A Tale of "Shrevival?"

This weekend, high-end jewelry and watches were on liquidation sale at the four Massachusetts stores of Alpha Omega Jewelers. The company declared bankruptcy last month after the owner fled the country and banks seized the stores' assets.

Another Boston jeweler was in bankruptcy little more than a year ago. That's when Wellesley native David Walker bought Shreve, Crump, and Low. The company dates to 1796, and Walker wants to restore its sparkle. More on that story from WBUR's Curt Nickisch.


CURT NICKISCH: David Walker got know to gems and jewelry in the family business — his parents ran a shop in Wellesley. And they were old-fashioned. The told him, if he really wanted to learn the trade, he should work for someone else.

DAVID WALKER: I went out and hit the road and went to who I thought was the biggest jeweler in Boston back in the 70s, and that was Shreve Crump and Low. And my first interview was at Shreve's. And I didn't get the job at the time so I went off and worked for a competitor of Shreve's.

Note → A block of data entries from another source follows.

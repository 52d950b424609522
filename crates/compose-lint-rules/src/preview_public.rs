//! Rule requiring previews to be private.
//!
//! # Rationale
//!
//! Previews exist for the IDE. Public previews show up in autocomplete
//! for every consumer of the module and can be called by mistake.
//!
//! The rule fixes what it reports by making the preview `private`.
//!
//! # Suppression
//!
//! - `@Suppress("PreviewPublic")` on the function or file
//! - `// compose-lint: allow(preview-public)` comment

use compose_lint_core::kotlin::{Function, Visibility};
use compose_lint_core::syntax::kinds;
use compose_lint_core::{ConfigResolver, Emitter, Rule};

/// Rule code for preview-public.
pub const CODE: &str = "CL023";

/// Rule name for preview-public.
pub const NAME: &str = "preview-public";

const MESSAGE: &str = "Composables annotated with @Preview that are used only for previewing the UI should not be \
public.";

/// Flags and fixes public `@Preview` composables.
#[derive(Debug, Clone, Copy, Default)]
pub struct PreviewPublic;

impl PreviewPublic {
    /// Creates the rule.
    #[must_use]
    pub fn new() -> Self {
        Self
    }
}

fn make_private(function: &Function<'_>) {
    let explicit = function
        .node()
        .first_child_of_kind(kinds::MODIFIERS)
        .and_then(|modifiers| modifiers.first_child_of_kind(kinds::VISIBILITY_MODIFIER));
    if let Some(public) = explicit {
        public.replace_text("private");
        return;
    }
    let keyword = function
        .node()
        .children()
        .find(|child| !child.is_named() && child.kind() == "fun");
    if let Some(keyword) = keyword {
        keyword.replace_text("private fun");
    }
}

impl Rule for PreviewPublic {
    fn name(&self) -> &'static str {
        NAME
    }

    fn code(&self) -> &'static str {
        CODE
    }

    fn description(&self) -> &'static str {
        "Previews are private"
    }

    fn visit_composable(&self, function: Function<'_>, emitter: &mut dyn Emitter, _config: &ConfigResolver<'_>) {
        if !function.is_preview() || function.visibility() != Visibility::Public {
            return;
        }
        if emitter.report(function.node(), MESSAGE, true).should_fix() {
            make_private(&function);
        }
    }
}

#[cfg(test)]
mod tests {
    use super::*;
    use crate::testing::{check_code, fix_code, lines};

    #[test]
    fn test_detects_public_previews() {
        let violations = check_code(
            PreviewPublic::new(),
            r"
@Preview
@Composable
fun CardPreview() {}

@ThemePreviews
@Composable
public fun ThemedPreview() {}

@Preview
@Composable
private fun PrivatePreview() {}

@Preview
@Composable
internal fun InternalPreview() {}
",
        );
        assert_eq!(lines(&violations), vec![2, 6]);
    }

    #[test]
    fn test_fix_makes_previews_private() {
        let (fixed, remaining) = fix_code(
            PreviewPublic::new(),
            "@Preview\n@Composable\nfun A() {}\n\n@Preview\n@Composable\npublic fun B() {}\n",
        );
        assert_eq!(
            fixed,
            "@Preview\n@Composable\nprivate fun A() {}\n\n@Preview\n@Composable\nprivate fun B() {}\n"
        );
        assert!(remaining.is_empty());
    }
}
//! Function value parameters.
//!
//! In the grammar a parameter's default value and its annotations are
//! siblings of the `parameter` node rather than children:
//!
//! ```text
//! function_value_parameters
//!   parameter_modifiers      (annotations, vararg)
//!   parameter                (name : type)
//!   =
//!   <default expression>
//! ```

use super::{is_token, simple_type_name, Annotation};
use crate::syntax::{kinds, Node};

/// Modifier types every Compose project has.
pub(crate) const BUILTIN_MODIFIER_TYPES: &[&str] = &["Modifier", "GlanceModifier"];

/// A single value parameter together with its detached default and modifiers.
#[derive(Debug, Clone, Copy, PartialEq, Eq, Hash)]
pub struct Parameter<'t> {
    node: Node<'t>,
    default: Option<Node<'t>>,
    modifiers: Option<Node<'t>>,
}

impl<'t> Parameter<'t> {
    /// Collects the parameters of a `function_value_parameters` node.
    #[must_use]
    pub fn all_in(list: Node<'t>) -> Vec<Self> {
        let mut params: Vec<Self> = Vec::new();
        let mut modifiers = None;
        let mut expect_default = false;

        for child in list.children() {
            if child.is_comment() {
                continue;
            }
            match child.kind() {
                kinds::PARAMETER_MODIFIERS => modifiers = Some(child),
                kinds::PARAMETER => params.push(Self {
                    node: child,
                    default: None,
                    modifiers: modifiers.take(),
                }),
                _ if is_token(child, "=") => expect_default = true,
                _ if is_token(child, ",") || is_token(child, "(") || is_token(child, ")") => {
                    expect_default = false;
                }
                _ if expect_default && child.is_named() => {
                    if let Some(last) = params.last_mut() {
                        last.default = Some(child);
                    }
                    expect_default = false;
                }
                _ => {}
            }
        }
        params
    }

    /// The `parameter` node (name and type).
    #[must_use]
    pub fn node(&self) -> Node<'t> {
        self.node
    }

    /// The identifier naming the parameter.
    #[must_use]
    pub fn name_node(&self) -> Option<Node<'t>> {
        self.node.first_child_of_kind(kinds::IDENTIFIER)
    }

    /// The parameter's name.
    #[must_use]
    pub fn name(&self) -> Option<&'t str> {
        self.name_node().map(|n| n.original_text())
    }

    /// The declared type node.
    #[must_use]
    pub fn type_node(&self) -> Option<Node<'t>> {
        self.node
            .named_children()
            .find(|child| child.kind() != kinds::IDENTIFIER)
    }

    /// Type as written in the source.
    #[must_use]
    pub fn type_text(&self) -> Option<&'t str> {
        self.type_node().map(|t| t.original_text())
    }

    /// Short type name through nullability (`Modifier?` -> `Modifier`).
    #[must_use]
    pub fn simple_type_name(&self) -> Option<String> {
        self.type_node().and_then(simple_type_name)
    }

    /// Whether the declared type is nullable.
    #[must_use]
    pub fn is_nullable(&self) -> bool {
        self.type_node()
            .is_some_and(|t| t.kind() == kinds::NULLABLE_TYPE)
    }

    /// Whether the parameter is typed `Modifier` or `GlanceModifier`.
    ///
    /// Use [`ModifierTypes`](super::ModifierTypes) to include `customModifiers`.
    #[must_use]
    pub fn is_modifier(&self) -> bool {
        self.simple_type_name()
            .is_some_and(|name| BUILTIN_MODIFIER_TYPES.contains(&name.as_str()))
    }

    /// Default value expression, if one is declared.
    #[must_use]
    pub fn default_value(&self) -> Option<Node<'t>> {
        self.default
    }

    /// Whether a default value is declared.
    #[must_use]
    pub fn has_default(&self) -> bool {
        self.default.is_some()
    }

    /// The preceding `parameter_modifiers` node.
    #[must_use]
    pub fn modifiers(&self) -> Option<Node<'t>> {
        self.modifiers
    }

    /// Annotations applied to the parameter.
    #[must_use]
    pub fn annotations(&self) -> Vec<Annotation<'t>> {
        self.modifiers
            .map(|m| {
                m.children_of_kind(kinds::ANNOTATION)
                    .filter_map(Annotation::from_node)
                    .collect()
            })
            .unwrap_or_default()
    }

    /// Whether the parameter is `vararg`.
    #[must_use]
    pub fn is_vararg(&self) -> bool {
        self.modifiers.is_some_and(|m| {
            m.children_of_kind(kinds::PARAMETER_MODIFIER)
                .any(|pm| pm.original_text() == "vararg")
        })
    }

    /// Whether the parameter's type is a function type, looking through
    /// nullability and parentheses only.
    #[must_use]
    pub fn is_function_typed(&self) -> bool {
        fn unwrap(node: Node<'_>) -> bool {
            match node.kind() {
                kinds::FUNCTION_TYPE => true,
                kinds::NULLABLE_TYPE | kinds::PARENTHESIZED_TYPE => node
                    .named_children()
                    .find(|c| c.kind() != kinds::TYPE_MODIFIERS)
                    .is_some_and(unwrap),
                _ => false,
            }
        }
        self.type_node().is_some_and(unwrap)
    }
}

#[cfg(test)]
mod tests {
    use super::*;
    use crate::syntax::SyntaxTree;

    fn parameters(tree: &SyntaxTree) -> Vec<Parameter<'_>> {
        let list = tree
            .root()
            .find_descendant(kinds::FUNCTION_VALUE_PARAMETERS)
            .expect("parameter list");
        Parameter::all_in(list)
    }

    #[test]
    fn defaults_are_attached_to_the_right_parameter() {
        let tree = SyntaxTree::parse(
            "fun f(a: Int, modifier: Modifier = Modifier, c: String = \"x\", d: () -> Unit) {}\n",
        )
        .expect("parse");
        let params = parameters(&tree);
        let summary: Vec<(Option<&str>, Option<&str>)> = params
            .iter()
            .map(|p| (p.name(), p.default_value().map(|d| d.original_text())))
            .collect();
        assert_eq!(
            summary,
            vec![
                (Some("a"), None),
                (Some("modifier"), Some("Modifier")),
                (Some("c"), Some("\"x\"")),
                (Some("d"), None),
            ]
        );
        assert!(params[1].is_modifier());
        assert!(params[3].is_function_typed());
        assert!(!params[0].is_function_typed());
    }

    #[test]
    fn reads_annotations_and_vararg() {
        let tree = SyntaxTree::parse("fun f(vararg x: Int, @Foo y: Int = 2) {}\n").expect("parse");
        let params = parameters(&tree);
        assert!(params[0].is_vararg());
        assert!(params[0].annotations().is_empty());
        assert!(!params[1].is_vararg());
        assert_eq!(params[1].annotations()[0].name(), Some("Foo"));
        assert_eq!(params[1].default_value().map(|d| d.original_text()), Some("2"));
    }

    #[test]
    fn nullable_modifier_is_still_a_modifier() {
        let tree = SyntaxTree::parse("fun f(m: Modifier?) {}\n").expect("parse");
        let params = parameters(&tree);
        assert!(params[0].is_modifier());
        assert!(params[0].is_nullable());
    }
}
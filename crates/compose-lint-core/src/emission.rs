//! Counting how many UI nodes a composable emits.
//!
//! The direct count looks at a composable's own top-level statements. The
//! [`EmissionCounter`] then adds, for each call to another composable in the
//! same file, that composable's count, and repeats until the numbers stop
//! changing.

use std::collections::{HashMap, HashSet};

use tracing::warn;

use crate::kotlin::{chain_root, Call, Function};
use crate::resolver::ConfigResolver;
use crate::syntax::{kinds, Node, NodeId};

/// Composables known to emit exactly one UI node.
pub const KNOWN_EMITTERS: &[&str] = &[
    "AlertDialog",
    "AndroidView",
    "BasicText",
    "BasicTextField",
    "Box",
    "BoxWithConstraints",
    "Button",
    "Canvas",
    "Card",
    "Checkbox",
    "CircularProgressIndicator",
    "Column",
    "ConstraintLayout",
    "DropdownMenu",
    "DropdownMenuItem",
    "ElevatedButton",
    "ElevatedCard",
    "ExtendedFloatingActionButton",
    "FilledTonalButton",
    "FloatingActionButton",
    "HorizontalDivider",
    "HorizontalPager",
    "Icon",
    "IconButton",
    "IconToggleButton",
    "Image",
    "LazyColumn",
    "LazyHorizontalGrid",
    "LazyRow",
    "LazyVerticalGrid",
    "LazyVerticalStaggeredGrid",
    "LinearProgressIndicator",
    "ListItem",
    "ModalBottomSheet",
    "NavigationBar",
    "NavigationBarItem",
    "NavigationRail",
    "OutlinedButton",
    "OutlinedCard",
    "OutlinedTextField",
    "RadioButton",
    "Row",
    "Scaffold",
    "Slider",
    "SnackbarHost",
    "Spacer",
    "Surface",
    "Switch",
    "Tab",
    "TabRow",
    "Text",
    "TextButton",
    "TextField",
    "TopAppBar",
    "VerticalDivider",
    "VerticalPager",
];

/// Decides which calls emit content.
#[derive(Debug, Clone, Default)]
pub struct ContentEmitters {
    extra: HashSet<String>,
    denylist: HashSet<String>,
}

fn is_numbered_spacer(name: &str) -> bool {
    name.strip_prefix("Spacer")
        .is_some_and(|rest| !rest.is_empty() && rest.chars().all(|c| c.is_ascii_digit()))
}

impl ContentEmitters {
    /// Built-ins plus `extra`, minus `denylist`.
    #[must_use]
    pub fn new(extra: HashSet<String>, denylist: HashSet<String>) -> Self {
        Self { extra, denylist }
    }

    /// Reads `contentEmitters` and `contentEmittersDenylist`.
    #[must_use]
    pub fn from_config(config: &ConfigResolver<'_>) -> Self {
        Self::new(
            config.get_set("contentEmitters", &[]),
            config.get_set("contentEmittersDenylist", &[]),
        )
    }

    /// Whether a composable of this name is a known emitter.
    #[must_use]
    pub fn is_known(&self, name: &str) -> bool {
        !self.denylist.contains(name)
            && (KNOWN_EMITTERS.contains(&name) || is_numbered_spacer(name) || self.extra.contains(name))
    }

    /// Whether the call emits a UI node.
    ///
    /// Besides known emitters, any upper-case call that is handed a
    /// `Modifier` chain (positionally or as `modifier = ...`) is assumed to
    /// emit, since modifiers only make sense on a layout node.
    #[must_use]
    pub fn emits(&self, call: &Call<'_>) -> bool {
        let Some(name) = call.name() else {
            return false;
        };
        if self.denylist.contains(name) || call.receiver().is_some() {
            return false;
        }
        if self.is_known(name) {
            return true;
        }
        name.starts_with(char::is_uppercase)
            && call.arguments().iter().any(|arg| {
                arg.name() == Some("modifier")
                    || arg.expression().is_some_and(|value| {
                        let root = chain_root(value);
                        root.kind() == kinds::IDENTIFIER
                            && matches!(root.original_text(), "Modifier" | "modifier")
                    })
            })
    }

    /// Emissions of one statement: a call counts 1, a loop whose body emits
    /// counts 2, `if`/`when` count their largest branch.
    #[must_use]
    pub fn statement_count(&self, statement: Node<'_>) -> usize {
        match statement.kind() {
            kinds::CALL_EXPRESSION => {
                Call::from_node(statement).map_or(0, |call| usize::from(self.emits(&call)))
            }
            kinds::IF_EXPRESSION => statement
                .named_children()
                .skip(1)
                .map(|branch| self.branch_count(branch))
                .max()
                .unwrap_or(0),
            kinds::WHEN_EXPRESSION => statement
                .children_of_kind(kinds::WHEN_ENTRY)
                .filter_map(|entry| entry.named_children().last())
                .map(|branch| self.branch_count(branch))
                .max()
                .unwrap_or(0),
            kinds::FOR_STATEMENT | kinds::WHILE_STATEMENT | kinds::DO_WHILE_STATEMENT => {
                let body = statement
                    .children_of_kind(kinds::BLOCK)
                    .next()
                    .or_else(|| statement.named_children().last());
                if body.is_some_and(|b| self.branch_count(b) > 0) {
                    2
                } else {
                    0
                }
            }
            _ => 0,
        }
    }

    fn branch_count(&self, branch: Node<'_>) -> usize {
        if branch.kind() == kinds::BLOCK {
            self.block_count(branch)
        } else {
            self.statement_count(branch)
        }
    }

    /// Sum of [`statement_count`](Self::statement_count) over a block.
    #[must_use]
    pub fn block_count(&self, block: Node<'_>) -> usize {
        block.named_children().map(|s| self.statement_count(s)).sum()
    }

    /// Direct emissions of a function, counting an expression body as a
    /// single statement.
    #[must_use]
    pub fn direct_count(&self, function: &Function<'_>) -> usize {
        if let Some(block) = function.block_body() {
            self.block_count(block)
        } else {
            function
                .expression_body()
                .map_or(0, |expr| self.statement_count(expr))
        }
    }
}

/// Emission counts keyed by function.
#[derive(Debug, Clone, Default, PartialEq, Eq)]
pub struct EmissionMap {
    counts: HashMap<NodeId, usize>,
}

impl EmissionMap {
    /// Count for a function, zero if unknown.
    #[must_use]
    pub fn get(&self, function: &Function<'_>) -> usize {
        self.counts.get(&function.node().id()).copied().unwrap_or(0)
    }

    /// Number of functions with an entry.
    #[must_use]
    pub fn len(&self) -> usize {
        self.counts.len()
    }

    /// Whether the map is empty.
    #[must_use]
    pub fn is_empty(&self) -> bool {
        self.counts.is_empty()
    }
}

/// Fixpoint over the composables of one file.
pub struct EmissionCounter<'t, 'e> {
    emitters: &'e ContentEmitters,
    components: Vec<Function<'t>>,
    direct: Vec<usize>,
    by_name: HashMap<&'t str, Vec<usize>>,
}

impl<'t, 'e> EmissionCounter<'t, 'e> {
    /// Prepares counting for `components`; only block bodies are counted.
    #[must_use]
    pub fn new(components: Vec<Function<'t>>, emitters: &'e ContentEmitters) -> Self {
        let direct = components
            .iter()
            .map(|f| f.block_body().map_or(0, |block| emitters.block_count(block)))
            .collect();
        let mut by_name: HashMap<&'t str, Vec<usize>> = HashMap::new();
        for (index, function) in components.iter().enumerate() {
            if let Some(name) = function.name() {
                by_name.entry(name).or_default().push(index);
            }
        }
        Self {
            emitters,
            components,
            direct,
            by_name,
        }
    }

    /// Every `@Composable` function in `root`, in document order.
    #[must_use]
    pub fn components_in(root: Node<'t>) -> Vec<Function<'t>> {
        let mut components: Vec<Function<'t>> = root
            .find_descendants(kinds::FUNCTION_DECLARATION)
            .filter_map(Function::from_node)
            .filter(Function::is_composable)
            .collect();
        components.sort_by_key(|f| f.node().start_byte());
        components
    }

    /// The components being counted.
    #[must_use]
    pub fn components(&self) -> &[Function<'t>] {
        &self.components
    }

    /// Direct counts only.
    #[must_use]
    pub fn seed(&self) -> EmissionMap {
        EmissionMap {
            counts: self
                .components
                .iter()
                .zip(&self.direct)
                .map(|(f, &count)| (f.node().id(), count))
                .collect(),
        }
    }

    fn callee_count(&self, call: &Call<'_>, current: &EmissionMap) -> usize {
        if call.receiver().is_some() {
            return 0;
        }
        call.name()
            .and_then(|name| self.by_name.get(name))
            .map_or(0, |indices| {
                indices
                    .iter()
                    .map(|&i| current.get(&self.components[i]))
                    .max()
                    .unwrap_or(0)
            })
    }

    /// What a top-level call adds on top of the direct count.
    ///
    /// A call the seed already counted as one emission (a same-file
    /// composable passed a modifier) contributes only what its callee emits
    /// beyond that one.
    fn indirect_count(&self, call: &Call<'_>, current: &EmissionMap) -> usize {
        if call.name().is_some_and(|n| self.emitters.is_known(n)) {
            return 0;
        }
        let callee = self.callee_count(call, current);
        if self.emitters.emits(call) {
            callee.saturating_sub(1)
        } else {
            callee
        }
    }

    /// One refinement pass: direct count plus the current counts of
    /// same-file composables called as top-level statements.
    #[must_use]
    pub fn refine(&self, current: &EmissionMap) -> EmissionMap {
        let counts = self
            .components
            .iter()
            .zip(&self.direct)
            .map(|(function, &direct)| {
                let indirect: usize = function
                    .statements()
                    .into_iter()
                    .filter_map(Call::from_node)
                    .map(|call| self.indirect_count(&call, current))
                    .sum();
                (function.node().id(), direct + indirect)
            })
            .collect();
        EmissionMap { counts }
    }

    /// Refines from the seed until stable, for at most one pass per
    /// component. Mutually recursive composables can keep growing; the
    /// last map is returned in that case.
    #[must_use]
    pub fn resolve(&self) -> EmissionMap {
        let mut current = self.seed();
        for _ in 0..self.components.len() {
            let next = self.refine(&current);
            if next == current {
                return current;
            }
            current = next;
        }
        if !self.components.is_empty() {
            warn!(
                components = self.components.len(),
                "Emission counts did not stabilise; composables may call each other recursively"
            );
        }
        current
    }
}

#[cfg(test)]
mod tests {
    use super::*;
    use crate::syntax::SyntaxTree;

    fn counts(source: &str, emitters: &ContentEmitters) -> (Vec<usize>, Vec<usize>) {
        let tree = SyntaxTree::parse(source).expect("parse");
        let components = EmissionCounter::components_in(tree.root());
        let counter = EmissionCounter::new(components, emitters);
        let seed = counter.seed();
        let resolved = counter.resolve();
        let seed_counts = counter.components().iter().map(|f| seed.get(f)).collect();
        let final_counts = counter.components().iter().map(|f| resolved.get(f)).collect();
        (seed_counts, final_counts)
    }

    #[test]
    fn direct_counts_follow_control_flow() {
        let source = r"
@Composable
fun Single() { Text(a) }

@Composable
fun Two() {
    Text(a)
    Image(b)
}

@Composable
fun Branches() {
    if (flag) {
        Text(a)
        Text(b)
    } else {
        Text(c)
    }
}

@Composable
fun Looping() {
    for (item in items) { Text(item) }
}

@Composable
fun Nested() {
    Column {
        Text(a)
        Text(b)
    }
}

@Composable
fun Heuristic(modifier: Modifier) {
    MyCard(modifier = modifier)
    helper(x)
}
";
        let (seed, _) = counts(source, &ContentEmitters::default());
        assert_eq!(seed, vec![1, 2, 2, 2, 1, 1]);
    }

    #[test]
    fn indirect_emissions_propagate_through_calls() {
        let source = r"
@Composable
fun Leaf() {
    Text(a)
    Text(b)
}

@Composable
fun Middle() { Leaf() }

@Composable
fun Top() { Middle() }

@Composable
fun Quiet() { remember { 1 } }
";
        let (seed, resolved) = counts(source, &ContentEmitters::default());
        assert_eq!(seed, vec![2, 0, 0, 0]);
        assert_eq!(resolved, vec![2, 2, 2, 0]);
    }

    #[test]
    fn modifier_heuristic_calls_are_not_counted_twice() {
        let source = r"
@Composable
fun MyCard(modifier: Modifier) {
    Card(modifier) { Text(a) }
}

@Composable
fun Screen(modifier: Modifier) {
    MyCard(modifier = modifier)
}

@Composable
fun TwoLines(modifier: Modifier) {
    Text(a)
    Text(b)
}

@Composable
fun Wrapper(modifier: Modifier) {
    TwoLines(modifier = modifier)
}
";
        let (seed, resolved) = counts(source, &ContentEmitters::default());
        assert_eq!(seed, vec![1, 1, 2, 1]);
        assert_eq!(resolved, vec![1, 1, 2, 2]);
    }

    #[test]
    fn resolution_is_idempotent() {
        let source = r"
@Composable
fun A() { Text(a) }

@Composable
fun B() {
    A()
    A()
}
";
        let tree = SyntaxTree::parse(source).expect("parse");
        let emitters = ContentEmitters::default();
        let counter = EmissionCounter::new(EmissionCounter::components_in(tree.root()), &emitters);
        let resolved = counter.resolve();
        assert_eq!(counter.refine(&resolved), resolved);
        assert_eq!(counter.resolve(), resolved);
    }

    #[test]
    fn recursion_terminates() {
        let source = r"
@Composable
fun Ping() {
    Text(a)
    Pong()
}

@Composable
fun Pong() { Ping() }
";
        let (seed, resolved) = counts(source, &ContentEmitters::default());
        assert_eq!(seed, vec![1, 0]);
        assert!(resolved[0] >= 1 && resolved[1] >= 1);
    }

    #[test]
    fn configuration_adds_and_removes_emitters() {
        let emitters = ContentEmitters::new(
            HashSet::from(["Banner".to_owned()]),
            HashSet::from(["Text".to_owned()]),
        );
        assert!(emitters.is_known("Banner"));
        assert!(!emitters.is_known("Text"));
        assert!(emitters.is_known("Spacer12"));
        assert!(!emitters.is_known("SpacerX"));
    }
}
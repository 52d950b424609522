//! Rule requiring content-emitting composables to accept a `Modifier`.
//!
//! # Rationale
//!
//! A modifier parameter is how callers place, size and decorate a
//! component. Without one, every caller has to wrap the component in a
//! `Box` to move it.
//!
//! Composables returning a value, previews and composables whose
//! signature is inherited are exempt.
//!
//! # Configuration
//!
//! - `checkModifiersForVisibility`: `only_public` (default),
//!   `public_and_internal` or `all`
//! - `contentEmitters`, `contentEmittersDenylist`: adjust what counts as
//!   emitting content
//!
//! # Suppression
//!
//! - `@Suppress("ModifierMissing")` on the function or file
//! - `// compose-lint: allow(modifier-missing)` comment

use compose_lint_core::emission::ContentEmitters;
use compose_lint_core::kotlin::{calls_in, Function, ModifierTypes};
use compose_lint_core::{ConfigResolver, Emitter, Rule};

use crate::support::{signature_is_inherited, visibility_is_checked};

/// Rule code for modifier-missing.
pub const CODE: &str = "CL013";

/// Rule name for modifier-missing.
pub const NAME: &str = "modifier-missing";

const MESSAGE: &str = "This @Composable function emits content but doesn't have a modifier parameter.";

/// Flags emitting composables without a modifier parameter.
#[derive(Debug, Clone, Copy, Default)]
pub struct ModifierMissing;

impl ModifierMissing {
    /// Creates the rule.
    #[must_use]
    pub fn new() -> Self {
        Self
    }
}

impl Rule for ModifierMissing {
    fn name(&self) -> &'static str {
        NAME
    }

    fn code(&self) -> &'static str {
        CODE
    }

    fn description(&self) -> &'static str {
        "Composables that emit content accept a `Modifier`"
    }

    fn visit_composable(&self, function: Function<'_>, emitter: &mut dyn Emitter, config: &ConfigResolver<'_>) {
        if function.returns_value()
            || signature_is_inherited(&function)
            || function.is_preview()
            || !visibility_is_checked(config, &function)
            || ModifierTypes::from_config(config)
                .modifier_parameter(&function)
                .is_some()
        {
            return;
        }
        let Some(body) = function.body() else {
            return;
        };
        let emitters = ContentEmitters::from_config(config);
        if calls_in(body).any(|call| emitters.emits(&call)) {
            emitter.report(function.node(), MESSAGE, false);
        }
    }
}

#[cfg(test)]
mod tests {
    use super::*;
    use crate::testing::{check_code, check_code_with, lines};

    const SOURCE: &str = r#"
@Composable
fun Title(text: String) {
    Text(text)
}

@Composable
internal fun Subtitle(text: String) {
    Text(text)
}

@Composable
fun Fine(text: String, modifier: Modifier = Modifier) {
    Text(text, modifier = modifier)
}

@Composable
fun Effects(key: String) {
    LaunchedEffect(key) { }
}

@Preview
@Composable
fun TitlePreview() {
    Title("x")
    Text("preview")
}

@Composable
fun rememberTitle(): String {
    Text("x")
    return "x"
}
"#;

    #[test]
    fn test_detects_missing_modifier() {
        let violations = check_code(ModifierMissing::new(), SOURCE);
        assert_eq!(lines(&violations), vec![2]);
        assert_eq!(violations[0].message, MESSAGE);
    }

    #[test]
    fn test_visibility_option_widens_the_check() {
        let violations = check_code_with(
            ModifierMissing::new(),
            SOURCE,
            "checkModifiersForVisibility = \"public_and_internal\"",
        );
        assert_eq!(lines(&violations), vec![2, 7]);
    }
}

NICKISCH: Eventually he started his own jewelry business in Chestnut Hill. But two years ago, he saw new managers at Shreve, Crump and Low nearly kill the bicentennial brand. They moved the flagship store from Boylston Street to a new a new seven million dollar, modern building. The idea was to appeal to Boston's newer, younger wealth. But it scared off core customers, and went into bankruptcy. David Walker bought the company that never hired him.

WALKER: I think it came along at just the right time in my life. Where I had reached a point where I was ready for a challenge. And I'm getting one now, and sure my dad and mom are up in heaven looking down, geez, the kids out of control, or what have you, buying Shreve's.


NICKISCH: Not just buying Shreve's, but putting a lot of new money into it. Over the past year, Walker spent millions on new gemstones to stock the store inventory, and he redid the flagship Boston store.

JACK WINER: We changed to become, go back to, that traditional Shreve look which you saw down the block for so many years.

NICKISCH: Jack Winer is the company vice-president. He's standing next to glowing showcases framed by rich mahogany pillars with ornate metal designs.

WINER: Even the grillwork there is a replica of the 330 Boylston Street location, really to bring you back to that flavor and that look and really get back to basic, conservative values and product that our customer purchases.

NICKISCH: Winer says Shreve, Crump and Low is trying to appeal to today's Boston's market in two ways. First, by bringing back the traditional customers. The ones who faithfully bought engagement rings, ceramic pitchers shaped like codfish, and child's silver cups and rattles. Second, by targeting a younger crowd whose money is more biotech than blue blood. Winer says those age groups go for modern fashions such as hand wrought Italian necklaces and earrings.

WINER: It's a wide range, for Daniela Vettori, I'd say it's about thirty-five and fifty. Constantina would be a woman in her twenties.

NICKISCH: Shreve's revival is going well, says owner David Walker. He dismisses some claims by a two former vendors, who say they were late in getting paid. Walker says part of Shreve's problem under the previous ownership was that third parties led the brand astray — and that he's following through on his own vision.

But it would be challenging for anybody in the current market, says Steve Duvarney. He's the president of the New England Jewelers Association.

STEVE DUVARNEY: You know there's a fair amount of competition now in Boston in the Greater Boston area for the higher end clientele than there was twenty-five or thirty years ago.

NICKISCH: That was when David Walker first left his parents' business in Wellesley to interview at Shreve, Crump and Low. Now he's in charge. He says this past Christmas sales were good, and he's optimistic he can restore its former luster.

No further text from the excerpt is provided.